Problem to work on - Within the lines below, find those that hold the string "ToolCall" and copy each one.

┌──

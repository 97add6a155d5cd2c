//! Mock LLM 客户端（用于测试与演示，无需 API）
//!
//! 按 MockBehavior 返回确定性的回复，覆盖循环、困惑、过度自信、矛盾、耗尽 token 等对抗场景；
//! override_response 可替换第 n 次调用（从 1 开始）的回复，scripted 按顺序回放一组回复。

use std::collections::HashMap;
use std::str::FromStr;
use std::sync::atomic::{AtomicUsize, Ordering};
use std::sync::Mutex;

use async_trait::async_trait;
use serde_json::json;

use crate::llm::{LlmClient, LlmResponse, ToolCall};

/// 预置行为
#[derive(Clone, Copy, Debug, Default, PartialEq, Eq)]
pub enum MockBehavior {
    /// 第一次调用搜索，之后直接给出答案
    #[default]
    Normal,
    /// 每次都用相同参数搜索
    LoopForever,
    /// 满篇犹豫措辞
    Confused,
    /// 一开始就极度自信地给出答案
    Overconfident,
    /// 第 1、2 次调用带着相反结论去搜索，之后给出调和后的答案
    Contradictory,
    /// 每次消耗 2000 token
    TokenHeavy,
}

impl FromStr for MockBehavior {
    type Err = String;

    fn from_str(s: &str) -> Result<Self, Self::Err> {
        match s.to_lowercase().as_str() {
            "normal" => Ok(MockBehavior::Normal),
            "loop" | "loop_forever" => Ok(MockBehavior::LoopForever),
            "confused" => Ok(MockBehavior::Confused),
            "overconfident" => Ok(MockBehavior::Overconfident),
            "contradictory" => Ok(MockBehavior::Contradictory),
            "token_heavy" => Ok(MockBehavior::TokenHeavy),
            other => Err(format!("Unknown mock behavior: {other}")),
        }
    }
}

/// Mock 客户端：记录全部 prompt
#[derive(Debug, Default)]
pub struct MockLlmClient {
    behavior: MockBehavior,
    call_count: AtomicUsize,
    prompts: Mutex<Vec<String>>,
    overrides: Mutex<HashMap<usize, LlmResponse>>,
}

impl MockLlmClient {
    pub fn new(behavior: MockBehavior) -> Self {
        Self {
            behavior,
            ..Default::default()
        }
    }

    /// 按顺序回放 responses，用完后退回 Normal 行为
    pub fn scripted(responses: impl IntoIterator<Item = LlmResponse>) -> Self {
        let mock = Self::new(MockBehavior::Normal);
        for (i, response) in responses.into_iter().enumerate() {
            mock.override_response(i + 1, response);
        }
        mock
    }

    /// 替换第 call_number 次调用（从 1 开始）的回复
    pub fn override_response(&self, call_number: usize, response: LlmResponse) {
        if let Ok(mut overrides) = self.overrides.lock() {
            overrides.insert(call_number, response);
        }
    }

    pub fn call_count(&self) -> usize {
        self.call_count.load(Ordering::SeqCst)
    }

    pub fn prompts(&self) -> Vec<String> {
        self.prompts.lock().map(|p| p.clone()).unwrap_or_default()
    }

    fn response_for(&self, call: usize) -> LlmResponse {
        match self.behavior {
            MockBehavior::Normal if call == 1 => LlmResponse::with_tool(
                "Let me look this up first.",
                ToolCall::new("search", json!({ "query": "relevant query" })),
                100,
            ),
            MockBehavior::Normal => {
                LlmResponse::answer("Based on the search results, the answer is X.", 100)
            }
            MockBehavior::LoopForever => LlmResponse::with_tool(
                "I need more information to answer this question. Let me search for more details.",
                ToolCall::new("search", json!({ "query": "more information" })),
                50,
            ),
            MockBehavior::Confused => LlmResponse::with_tool(
                "I'm not sure about this. Maybe it could be X, or possibly Y. Perhaps Z? \
                 I don't have enough information to say with confidence.",
                ToolCall::new("search", json!({ "query": "clarification" })),
                80,
            ),
            MockBehavior::Overconfident => LlmResponse::answer(
                "The answer is clearly X. I am absolutely sure, this is definitely correct.",
                60,
            ),
            MockBehavior::Contradictory if call == 1 => LlmResponse::with_tool(
                "Coffee is harmful. Research indicates serious health risks.",
                ToolCall::new("search", json!({ "query": "coffee health effects" })),
                70,
            ),
            MockBehavior::Contradictory if call == 2 => LlmResponse::with_tool(
                "Coffee is definitely healthy. Studies show clear benefits.",
                ToolCall::new("search", json!({ "query": "coffee health effects" })),
                70,
            ),
            MockBehavior::Contradictory => LlmResponse::answer(
                "Weighing both studies together, moderate coffee intake is fine for most adults.",
                70,
            ),
            MockBehavior::TokenHeavy => LlmResponse::answer(
                "Let me provide an extremely detailed analysis with lots of words. ".repeat(50),
                2000,
            ),
        }
    }
}

#[async_trait]
impl LlmClient for MockLlmClient {
    async fn complete(&self, prompt: &str) -> Result<LlmResponse, String> {
        let call = self.call_count.fetch_add(1, Ordering::SeqCst) + 1;
        if let Ok(mut prompts) = self.prompts.lock() {
            prompts.push(prompt.to_string());
        }

        let overridden = self
            .overrides
            .lock()
            .map_err(|_| "mock overrides lock poisoned".to_string())?
            .get(&call)
            .cloned();
        Ok(overridden.unwrap_or_else(|| self.response_for(call)))
    }
}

└──

Expected output -
use crate::llm::{LlmClient, LlmResponse, ToolCall};
                ToolCall::new("search", json!({ "query": "relevant query" })),
                ToolCall::new("search", json!({ "query": "more information" })),
                ToolCall::new("search", json!({ "query": "clarification" })),
                ToolCall::new("search", json!({ "query": "coffee health effects" })),
                ToolCall::new("search", json!({ "query": "coffee health effects" })),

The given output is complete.